I recently completed a geostatistics course, and now trying to apply my knewly acquired knowledge to a real case. I have a dataset with 2 122 groundwater level measurement points. I would like to extrapolate them into a raster map. The previous group that worked on this matter used some inverse distance weighting. But I thought kriging might make more sense. Which is why I decided to try it out and perform some LOOCV to compare methods. I do not have any NA in the original dataset, but when using function krige.cv(), I get 85 NAs. This messes up with computing zscore statistics. I would like to know why I have these NA values, and whether it is fine to simply remove them.
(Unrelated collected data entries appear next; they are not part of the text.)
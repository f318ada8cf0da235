//! devkill: find and kill local dev servers.
//!
//! Scans the configured port range for listening TCP servers, classifies
//! them by framework, and either prints them, kills them, or drives an
//! interactive session for picking targets one at a time.

mod commands;
mod output;
mod tui;

use std::fs::{self, OpenOptions};
use std::path::PathBuf;
use std::sync::Mutex;

use clap::{ArgAction, Parser, Subcommand};
use devkill_core::{ScanRange, DEFAULT_MAX_PORT, DEFAULT_MIN_PORT};
use tracing_subscriber::EnvFilter;

#[derive(Parser)]
#[command(name = "devkill")]
#[command(about = "Find and kill local dev servers", long_about = None)]
#[command(version, disable_version_flag = true)]
struct Cli {
    #[command(subcommand)]
    command: Option<Commands>,

    /// Print version
    #[arg(short = 'v', long = "version", action = ArgAction::Version)]
    version: Option<bool>,

    /// Lowest port to scan
    #[arg(long, global = true, default_value_t = DEFAULT_MIN_PORT)]
    min_port: u16,

    /// Highest port to scan
    #[arg(long, global = true, default_value_t = DEFAULT_MAX_PORT)]
    max_port: u16,
}

#[derive(Subcommand)]
enum Commands {
    /// List all discovered dev servers (default)
    #[command(alias = "ls")]
    List {
        /// Emit JSON instead of the table
        #[arg(long)]
        json: bool,
    },

    /// Kill the server on a port, or every discovered server
    Kill {
        /// Port number to kill
        #[arg(required_unless_present = "all")]
        port: Option<u16>,

        /// Kill all discovered dev servers
        #[arg(short, long)]
        all: bool,

        /// Send SIGKILL instead of SIGTERM
        #[arg(short, long)]
        force: bool,
    },

    /// Browse and kill servers interactively
    #[command(alias = "i")]
    Interactive,
}

#[tokio::main(flavor = "current_thread")]
async fn main() -> anyhow::Result<()> {
    let cli = match Cli::try_parse() {
        Ok(cli) => cli,
        Err(err) => {
            // help and version print to stdout and exit 0; usage errors
            // go to stderr and exit 1
            let _ = err.print();
            std::process::exit(if err.use_stderr() { 1 } else { 0 });
        }
    };

    let interactive = matches!(cli.command, Some(Commands::Interactive));
    init_logging(interactive);

    let range = ScanRange::new(cli.min_port, cli.max_port);

    match cli.command {
        Some(Commands::List { json }) => commands::list::run(range, json).await?,
        Some(Commands::Kill { port, all, force }) => {
            commands::kill::run(port, all, force, range).await?
        }
        Some(Commands::Interactive) => tui::run(range).await?,
        None => commands::list::run(range, false).await?,
    }

    Ok(())
}

/// Interactive mode logs to a file under the state directory: stderr
/// shares the terminal with the alternate screen, and writing to it
/// mid-session corrupts the display.
fn init_logging(interactive: bool) {
    if interactive {
        match create_log_file() {
            Some(file) => {
                let filter = EnvFilter::from_default_env().add_directive(
                    "devkill=info"
                        .parse()
                        .unwrap_or_else(|_| tracing::Level::INFO.into()),
                );
                tracing_subscriber::fmt()
                    .with_env_filter(filter)
                    .with_writer(Mutex::new(file))
                    .with_ansi(false)
                    .init();
            }
            None => {
                tracing_subscriber::fmt()
                    .with_env_filter(EnvFilter::new("off"))
                    .init();
            }
        }
    } else {
        let filter =
            EnvFilter::try_from_default_env().unwrap_or_else(|_| EnvFilter::new("devkill=warn"));
        tracing_subscriber::fmt()
            .with_env_filter(filter)
            .with_writer(std::io::stderr)
            .init();
    }
}

fn state_dir() -> Option<PathBuf> {
    if let Ok(xdg_state) = std::env::var("XDG_STATE_HOME") {
        return Some(PathBuf::from(xdg_state).join("devkill"));
    }
    dirs::home_dir().map(|home| home.join(".local").join("state").join("devkill"))
}

fn create_log_file() -> Option<fs::File> {
    let log_dir = state_dir()?;
    if fs::create_dir_all(&log_dir).is_err() {
        return None;
    }
    let log_path = log_dir.join("tui.log");
    OpenOptions::new().create(true).append(true).open(log_path).ok()
}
This is my call of the function:
GLGkrige1 <- krige.cv(GLG~1, ground_water_points, model=vgmGLG, nmax=100)
And this is the summary of the result:
Object of class SpatialPointsDataFrame Coordinates: min max coords.x1 4.749619 5.017867 coords.x2 52.289492 52.425470 Is projected: NA proj4string : [NA] Number of points: 2122 Data attributes: var1.pred var1.var observed residual zscore fold Min. :-5.2735 Min. :0.0000 Min. :-5.630 Min. :-1.77453 Min. :-25624692 Min. : 1.0 1st Qu.:-1.9587 1st Qu.:0.2195 1st Qu.:-2.040 1st Qu.:-0.12146 1st Qu.: 0 1st Qu.: 531.2 Median :-0.8083 Median :0.2301 Median :-0.810 Median : 0.00069 Median : 0 Median :1061.5 Mean :-1.3896 Mean :0.2390 Mean :-1.463 Mean : 0.00135 Mean : 0 Mean :1061.5 3rd Qu.:-0.4698 3rd Qu.:0.2467 3rd Qu.:-0.460 3rd Qu.: 0.12386 3rd Qu.: 0 3rd Qu.:1591.8 Max. : 0.7157 Max. :1.7875 Max. : 1.590 Max. : 3.55142 Max. : 25624692 Max. :2122.0 NA's :85 NA's :85 NA's :85 NA's :85
I just noticed that my first run on the krige.cv() where I forgot to set a nmax has 1488 NAs, so I suspect this has to do with the nmax.
Could these be points that do not have enough neighbours?
The problem came from two points sharing the same coordinates (and different values). Now everything is running smoothly again.